▶ Try it
Would you give the entries below again in full, exactly as they stand?

****

use crate::infrastructure::{assert_failures, assert_verdict, ProcessTestHarness};
use anyhow::Result;

/// Test output goes to the log file, appended run after run
#[tokio::test]
async fn test_log_file_appends() -> Result<()> {
    let _ = tracing_subscriber::fmt().with_test_writer().try_init();

    let harness = ProcessTestHarness::new()?;
    let log = harness.temp_path().join("test.log");
    let log_arg = log.to_string_lossy().into_owned();

    for _ in 0..2 {
        let output = harness.run_testfw(&["-R", "output", "-o", &log_arg, "-c"]).await?;
        assert_failures(&output, 0);
        assert_eq!(output.verdicts().len(), 2);
        assert!(!output.stdout.contains("hello world"));
        assert!(!output.stderr.contains("hello stderr"));
    }

    let content = std::fs::read_to_string(&log)?;
    assert_eq!(content.matches("hello world\n").count(), 2);
    assert_eq!(content.matches("hello stderr\n").count(), 2);
    Ok(())
}

/// Parallel runs share the log file without truncating each other
#[tokio::test]
async fn test_parallel_log_file() -> Result<()> {
    let harness = ProcessTestHarness::new()?;
    let log = harness.temp_path().join("parallel.log");
    let log_arg = log.to_string_lossy().into_owned();

    let output = harness
        .run_testfw(&["-R", "output", "-j", "-o", &log_arg, "-c"])
        .await?;
    assert_failures(&output, 0);

    let content = std::fs::read_to_string(&log)?;
    assert!(content.contains("hello world\n"));
    assert!(content.contains("hello stderr\n"));
    Ok(())
}

/// In process, output is redirected around the call and restored after it
#[tokio::test]
async fn test_in_process_log_file() -> Result<()> {
    let harness = ProcessTestHarness::new()?;
    let log = harness.temp_path().join("inproc.log");
    let log_arg = log.to_string_lossy().into_owned();

    let output = harness.run_testfw(&["-n", "-R", "output", "-o", &log_arg]).await?;
    assert_failures(&output, 0);
    assert_verdict(&output, "output.hello", "SUCCESS", "status 0");
    assert_verdict(&output, "output.stderr", "SUCCESS", "status 0");
    assert!(!output.stdout.contains("hello world"));

    let content = std::fs::read_to_string(&log)?;
    assert!(content.contains("hello world\n"));
    assert!(content.contains("hello stderr\n"));
    Ok(())
}

/// Test output can be piped into a command, one consumer per test
#[tokio::test]
async fn test_pipe_to_command() -> Result<()> {
    let harness = ProcessTestHarness::new()?;
    let log = harness.temp_path().join("piped.log");
    let command = format!("cat >> {}", log.display());

    let output = harness.run_testfw(&["-R", "output", "--cmd", &command, "-c"]).await?;
    assert_failures(&output, 0);
    assert!(!output.stdout.contains("hello world"));

    let content = std::fs::read_to_string(&log)?;
    assert!(content.contains("hello world\n"));
    assert!(content.contains("hello stderr\n"));
    Ok(())
}

/// In parallel mode every test gets its own consumer and none loses output
#[tokio::test]
async fn test_pipe_to_command_in_parallel() -> Result<()> {
    let harness = ProcessTestHarness::new()?;
    let log = harness.temp_path().join("parallel-piped.log");
    let command = format!("cat >> {}", log.display());

    let output = harness
        .run_testfw(&["-R", "output", "-j", "--cmd", &command, "-c"])
        .await?;
    assert_failures(&output, 0);
    assert_eq!(output.verdicts().len(), 2);

    let content = std::fs::read_to_string(&log)?;
    assert_eq!(content.matches("hello world\n").count(), 1);
    assert_eq!(content.matches("hello stderr\n").count(), 1);
    Ok(())
}

/// A failing consumer turns a successful test into a failure
#[tokio::test]
async fn test_failing_pipe_consumer() -> Result<()> {
    let harness = ProcessTestHarness::new()?;
    let output = harness
        .run_testfw(&["-R", "test", "--cmd", "cat > /dev/null; exit 3", "-c"])
        .await?;

    assert_failures(&output, 2);
    assert_verdict(&output, "test.success", "FAILURE", "status 3");
    assert_verdict(&output, "test.failure", "FAILURE", "status 1");
    Ok(())
}

/// An unopenable log file aborts the run before any test
#[tokio::test]
async fn test_unopenable_log_file_is_fatal() -> Result<()> {
    let harness = ProcessTestHarness::new()?;
    let log = harness.temp_path().join("missing-dir").join("test.log");
    let log_arg = log.to_string_lossy().into_owned();

    let output = harness.run_testfw(&["-R", "test", "-o", &log_arg, "-c"]).await?;
    assert_ne!(output.code(), Some(0));
    assert!(output.verdicts().is_empty());
    Ok(())
}

/// Silent modes suppress verdict lines but keep the count
#[tokio::test]
async fn test_silent_modes() -> Result<()> {
    let harness = ProcessTestHarness::new()?;

    let silent = harness.run_testfw(&["-R", "test", "-s", "-c"]).await?;
    assert_failures(&silent, 1);
    assert!(silent.verdicts().is_empty());
    assert!(silent.stdout.contains("hello world"));

    let full_silent = harness.run_testfw(&["-R", "test", "-S", "-c"]).await?;
    assert_failures(&full_silent, 1);
    assert!(full_silent.stdout.is_empty());
    Ok(())
}

/// Logs go to stderr and never disturb the verdict lines
#[tokio::test]
async fn test_logging_stays_off_stdout() -> Result<()> {
    let mut harness = ProcessTestHarness::new()?;
    harness.set_environment("RUST_LOG", "debug");

    let output = harness.run_testfw(&["-R", "test", "-O", "-c"]).await?;
    assert_failures(&output, 1);
    assert_eq!(output.stdout_lines().len(), 2);
    assert_eq!(output.verdicts().len(), 2);
    assert!(output.stderr.contains("Spawning isolated run for test.success"));
    Ok(())
}

/// Runner logs never reach the test output sink
#[tokio::test]
async fn test_logging_stays_out_of_sink() -> Result<()> {
    let mut harness = ProcessTestHarness::new()?;
    harness.set_environment("RUST_LOG", "debug");
    let log = harness.temp_path().join("quiet.log");
    let log_arg = log.to_string_lossy().into_owned();

    let output = harness.run_testfw(&["-R", "output", "-o", &log_arg, "-c"]).await?;
    assert_failures(&output, 0);

    let content = std::fs::read_to_string(&log)?;
    let mut lines: Vec<&str> = content.lines().collect();
    lines.sort();
    assert_eq!(lines, vec!["hello stderr", "hello world"]);
    Ok(())
}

****

▶ Task response
use crate::infrastructure::{assert_failures, assert_verdict, ProcessTestHarness};
use anyhow::Result;

/// Test output goes to the log file, appended run after run
#[tokio::test]
async fn test_log_file_appends() -> Result<()> {
    let _ = tracing_subscriber::fmt().with_test_writer().try_init();

    let harness = ProcessTestHarness::new()?;
    let log = harness.temp_path().join("test.log");
    let log_arg = log.to_string_lossy().into_owned();

    for _ in 0..2 {
        let output = harness.run_testfw(&["-R", "output", "-o", &log_arg, "-c"]).await?;
        assert_failures(&output, 0);
        assert_eq!(output.verdicts().len(), 2);
        assert!(!output.stdout.contains("hello world"));
        assert!(!output.stderr.contains("hello stderr"));
    }

    let content = std::fs::read_to_string(&log)?;
    assert_eq!(content.matches("hello world\n").count(), 2);
    assert_eq!(content.matches("hello stderr\n").count(), 2);
    Ok(())
}

/// Parallel runs share the log file without truncating each other
#[tokio::test]
async fn test_parallel_log_file() -> Result<()> {
    let harness = ProcessTestHarness::new()?;
    let log = harness.temp_path().join("parallel.log");
    let log_arg = log.to_string_lossy().into_owned();

    let output = harness
        .run_testfw(&["-R", "output", "-j", "-o", &log_arg, "-c"])
        .await?;
    assert_failures(&output, 0);

    let content = std::fs::read_to_string(&log)?;
    assert!(content.contains("hello world\n"));
    assert!(content.contains("hello stderr\n"));
    Ok(())
}

/// In process, output is redirected around the call and restored after it
#[tokio::test]
async fn test_in_process_log_file() -> Result<()> {
    let harness = ProcessTestHarness::new()?;
    let log = harness.temp_path().join("inproc.log");
    let log_arg = log.to_string_lossy().into_owned();

    let output = harness.run_testfw(&["-n", "-R", "output", "-o", &log_arg]).await?;
    assert_failures(&output, 0);
    assert_verdict(&output, "output.hello", "SUCCESS", "status 0");
    assert_verdict(&output, "output.stderr", "SUCCESS", "status 0");
    assert!(!output.stdout.contains("hello world"));

    let content = std::fs::read_to_string(&log)?;
    assert!(content.contains("hello world\n"));
    assert!(content.contains("hello stderr\n"));
    Ok(())
}

/// Test output can be piped into a command, one consumer per test
#[tokio::test]
async fn test_pipe_to_command() -> Result<()> {
    let harness = ProcessTestHarness::new()?;
    let log = harness.temp_path().join("piped.log");
    let command = format!("cat >> {}", log.display());

    let output = harness.run_testfw(&["-R", "output", "--cmd", &command, "-c"]).await?;
    assert_failures(&output, 0);
    assert!(!output.stdout.contains("hello world"));

    let content = std::fs::read_to_string(&log)?;
    assert!(content.contains("hello world\n"));
    assert!(content.contains("hello stderr\n"));
    Ok(())
}

/// In parallel mode every test gets its own consumer and none loses output
#[tokio::test]
async fn test_pipe_to_command_in_parallel() -> Result<()> {
    let harness = ProcessTestHarness::new()?;
    let log = harness.temp_path().join("parallel-piped.log");
    let command = format!("cat >> {}", log.display());

    let output = harness
        .run_testfw(&["-R", "output", "-j", "--cmd", &command, "-c"])
        .await?;
    assert_failures(&output, 0);
    assert_eq!(output.verdicts().len(), 2);

    let content = std::fs::read_to_string(&log)?;
    assert_eq!(content.matches("hello world\n").count(), 1);
    assert_eq!(content.matches("hello stderr\n").count(), 1);
    Ok(())
}

/// A failing consumer turns a successful test into a failure
#[tokio::test]
async fn test_failing_pipe_consumer() -> Result<()> {
    let harness = ProcessTestHarness::new()?;
    let output = harness
        .run_testfw(&["-R", "test", "--cmd", "cat > /dev/null; exit 3", "-c"])
        .await?;

    assert_failures(&output, 2);
    assert_verdict(&output, "test.success", "FAILURE", "status 3");
    assert_verdict(&output, "test.failure", "FAILURE", "status 1");
    Ok(())
}

/// An unopenable log file aborts the run before any test
#[tokio::test]
async fn test_unopenable_log_file_is_fatal() -> Result<()> {
    let harness = ProcessTestHarness::new()?;
    let log = harness.temp_path().join("missing-dir").join("test.log");
    let log_arg = log.to_string_lossy().into_owned();

    let output = harness.run_testfw(&["-R", "test", "-o", &log_arg, "-c"]).await?;
    assert_ne!(output.code(), Some(0));
    assert!(output.verdicts().is_empty());
    Ok(())
}

/// Silent modes suppress verdict lines but keep the count
#[tokio::test]
async fn test_silent_modes() -> Result<()> {
    let harness = ProcessTestHarness::new()?;

    let silent = harness.run_testfw(&["-R", "test", "-s", "-c"]).await?;
    assert_failures(&silent, 1);
    assert!(silent.verdicts().is_empty());
    assert!(silent.stdout.contains("hello world"));

    let full_silent = harness.run_testfw(&["-R", "test", "-S", "-c"]).await?;
    assert_failures(&full_silent, 1);
    assert!(full_silent.stdout.is_empty());
    Ok(())
}

/// Logs go to stderr and never disturb the verdict lines
#[tokio::test]
async fn test_logging_stays_off_stdout() -> Result<()> {
    let mut harness = ProcessTestHarness::new()?;
    harness.set_environment("RUST_LOG", "debug");

    let output = harness.run_testfw(&["-R", "test", "-O", "-c"]).await?;
    assert_failures(&output, 1);
    assert_eq!(output.stdout_lines().len(), 2);
    assert_eq!(output.verdicts().len(), 2);
    assert!(output.stderr.contains("Spawning isolated run for test.success"));
    Ok(())
}

/// Runner logs never reach the test output sink
#[tokio::test]
async fn test_logging_stays_out_of_sink() -> Result<()> {
    let mut harness = ProcessTestHarness::new()?;
    harness.set_environment("RUST_LOG", "debug");
    let log = harness.temp_path().join("quiet.log");
    let log_arg = log.to_string_lossy().into_owned();

    let output = harness.run_testfw(&["-R", "output", "-o", &log_arg, "-c"]).await?;
    assert_failures(&output, 0);

    let content = std::fs::read_to_string(&log)?;
    let mut lines: Vec<&str> = content.lines().collect();
    lines.sort();
    assert_eq!(lines, vec!["hello stderr", "hello world"]);
    Ok(())
}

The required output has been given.